» What is expected:
Please set down the records exactly, keeping every line.

[Given entries Boundary: Start]

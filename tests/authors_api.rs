mod common;

use axum::http::{Method, StatusCode};
use common::{book_form, spawn, ADMIN, USER};
use serde_json::json;

#[tokio::test]
async fn author_crud_round() {
    let app = spawn().await;

    let (status, author) = app
        .json(
            Method::POST,
            "/api/authors/",
            Some(ADMIN),
            json!({ "name": "Лев Толстой", "biography": "Русский писатель" }),
        )
        .await;
    assert_eq!(status, StatusCode::CREATED, "{author}");
    assert_eq!(author["books"], json!([]));
    let uri = format!("/api/authors/{}/", author["id"]);

    let (status, body) = app
        .json(Method::PATCH, &uri, Some(ADMIN), json!({ "biography": "Граф" }))
        .await;
    assert_eq!(status, StatusCode::OK, "{body}");
    assert_eq!(body["name"], "Лев Толстой");
    assert_eq!(body["biography"], "Граф");

    let (status, body) = app
        .json(Method::PUT, &uri, Some(ADMIN), json!({ "name": "Л. Н. Толстой" }))
        .await;
    assert_eq!(status, StatusCode::OK, "{body}");
    assert_eq!(body["name"], "Л. Н. Толстой");

    let (status, _) = app.delete(&uri, Some(ADMIN)).await;
    assert_eq!(status, StatusCode::NO_CONTENT);
    let (status, body) = app.get(&uri).await;
    assert_eq!(status, StatusCode::NOT_FOUND);
    assert_eq!(body["error"]["code"], "not_found");
}

#[tokio::test]
async fn author_lists_their_books() {
    let app = spawn().await;
    let author = app.author("Пёрышкин").await;
    app.create_book(book_form("Физика", author, 2020, "Дрофа", "textbook"))
        .await;

    let (status, body) = app.get(&format!("/api/authors/{author}/")).await;
    assert_eq!(status, StatusCode::OK);
    assert_eq!(body["books"][0]["title"], "Физика");
}

#[tokio::test]
async fn author_names_are_unique() {
    let app = spawn().await;
    app.author("Пушкин").await;

    let (status, body) = app
        .json(Method::POST, "/api/authors/", Some(ADMIN), json!({ "name": "Пушкин" }))
        .await;
    assert_eq!(status, StatusCode::BAD_REQUEST);
    assert_eq!(body["name"], json!(["author with this name already exists."]));
}

#[tokio::test]
async fn author_writes_need_admin() {
    let app = spawn().await;

    let (status, _) = app
        .json(Method::POST, "/api/authors/", Some(USER), json!({ "name": "Гоголь" }))
        .await;
    assert_eq!(status, StatusCode::FORBIDDEN);

    let (status, _) = app
        .json(Method::POST, "/api/authors/", Some("nope"), json!({ "name": "Гоголь" }))
        .await;
    assert_eq!(status, StatusCode::UNAUTHORIZED);

    let (status, page) = app.get("/api/authors/").await;
    assert_eq!(status, StatusCode::OK);
    assert_eq!(page["count"], 0);
}

#[tokio::test]
async fn author_search_covers_biography() {
    let app = spawn().await;
    app.json(
        Method::POST,
        "/api/authors/",
        Some(ADMIN),
        json!({ "name": "Чехов", "biography": "Врач и драматург" }),
    )
    .await;
    app.author("Гоголь").await;

    let (_, page) = app.get("/api/authors/?search=ДРАМАТУРГ").await;
    assert_eq!(page["count"], 1);
    assert_eq!(page["results"][0]["name"], "Чехов");
}

#[tokio::test]
async fn blank_author_name_is_rejected() {
    let app = spawn().await;
    let (status, body) = app
        .json(Method::POST, "/api/authors/", Some(ADMIN), json!({ "name": "   " }))
        .await;
    assert_eq!(status, StatusCode::BAD_REQUEST);
    assert_eq!(body["name"], json!(["This field may not be blank."]));
}

#[tokio::test]
async fn malformed_ids_are_not_found() {
    let app = spawn().await;
    for uri in ["/api/authors/abc/", "/api/authors/0/", "/api/authors/77/"] {
        let (status, _) = app.get(uri).await;
        assert_eq!(status, StatusCode::NOT_FOUND, "{uri}");
    }
}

[Given entries Boundary: End]

» Solution to this task:
filename tests/authors_api.rs
mod common;

use axum::http::{Method, StatusCode};
use common::{book_form, spawn, ADMIN, USER};
use serde_json::json;

#[tokio::test]
async fn author_crud_round() {
    let app = spawn().await;

    let (status, author) = app
        .json(
            Method::POST,
            "/api/authors/",
            Some(ADMIN),
            json!({ "name": "Лев Толстой", "biography": "Русский писатель" }),
        )
        .await;
    assert_eq!(status, StatusCode::CREATED, "{author}");
    assert_eq!(author["books"], json!([]));
    let uri = format!("/api/authors/{}/", author["id"]);

    let (status, body) = app
        .json(Method::PATCH, &uri, Some(ADMIN), json!({ "biography": "Граф" }))
        .await;
    assert_eq!(status, StatusCode::OK, "{body}");
    assert_eq!(body["name"], "Лев Толстой");
    assert_eq!(body["biography"], "Граф");

    let (status, body) = app
        .json(Method::PUT, &uri, Some(ADMIN), json!({ "name": "Л. Н. Толстой" }))
        .await;
    assert_eq!(status, StatusCode::OK, "{body}");
    assert_eq!(body["name"], "Л. Н. Толстой");

    let (status, _) = app.delete(&uri, Some(ADMIN)).await;
    assert_eq!(status, StatusCode::NO_CONTENT);
    let (status, body) = app.get(&uri).await;
    assert_eq!(status, StatusCode::NOT_FOUND);
    assert_eq!(body["error"]["code"], "not_found");
}

#[tokio::test]
async fn author_lists_their_books() {
    let app = spawn().await;
    let author = app.author("Пёрышкин").await;
    app.create_book(book_form("Физика", author, 2020, "Дрофа", "textbook"))
        .await;

    let (status, body) = app.get(&format!("/api/authors/{author}/")).await;
    assert_eq!(status, StatusCode::OK);
    assert_eq!(body["books"][0]["title"], "Физика");
}

#[tokio::test]
async fn author_names_are_unique() {
    let app = spawn().await;
    app.author("Пушкин").await;

    let (status, body) = app
        .json(Method::POST, "/api/authors/", Some(ADMIN), json!({ "name": "Пушкин" }))
        .await;
    assert_eq!(status, StatusCode::BAD_REQUEST);
    assert_eq!(body["name"], json!(["author with this name already exists."]));
}

#[tokio::test]
async fn author_writes_need_admin() {
    let app = spawn().await;

    let (status, _) = app
        .json(Method::POST, "/api/authors/", Some(USER), json!({ "name": "Гоголь" }))
        .await;
    assert_eq!(status, StatusCode::FORBIDDEN);

    let (status, _) = app
        .json(Method::POST, "/api/authors/", Some("nope"), json!({ "name": "Гоголь" }))
        .await;
    assert_eq!(status, StatusCode::UNAUTHORIZED);

    let (status, page) = app.get("/api/authors/").await;
    assert_eq!(status, StatusCode::OK);
    assert_eq!(page["count"], 0);
}

#[tokio::test]
async fn author_search_covers_biography() {
    let app = spawn().await;
    app.json(
        Method::POST,
        "/api/authors/",
        Some(ADMIN),
        json!({ "name": "Чехов", "biography": "Врач и драматург" }),
    )
    .await;
    app.author("Гоголь").await;

    let (_, page) = app.get("/api/authors/?search=ДРАМАТУРГ").await;
    assert_eq!(page["count"], 1);
    assert_eq!(page["results"][0]["name"], "Чехов");
}

#[tokio::test]
async fn blank_author_name_is_rejected() {
    let app = spawn().await;
    let (status, body) = app
        .json(Method::POST, "/api/authors/", Some(ADMIN), json!({ "name": "   " }))
        .await;
    assert_eq!(status, StatusCode::BAD_REQUEST);
    assert_eq!(body["name"], json!(["This field may not be blank."]));
}

#[tokio::test]
async fn malformed_ids_are_not_found() {
    let app = spawn().await;
    for uri in ["/api/authors/abc/", "/api/authors/0/", "/api/authors/77/"] {
        let (status, _) = app.get(uri).await;
        assert_eq!(status, StatusCode::NOT_FOUND, "{uri}");
    }
}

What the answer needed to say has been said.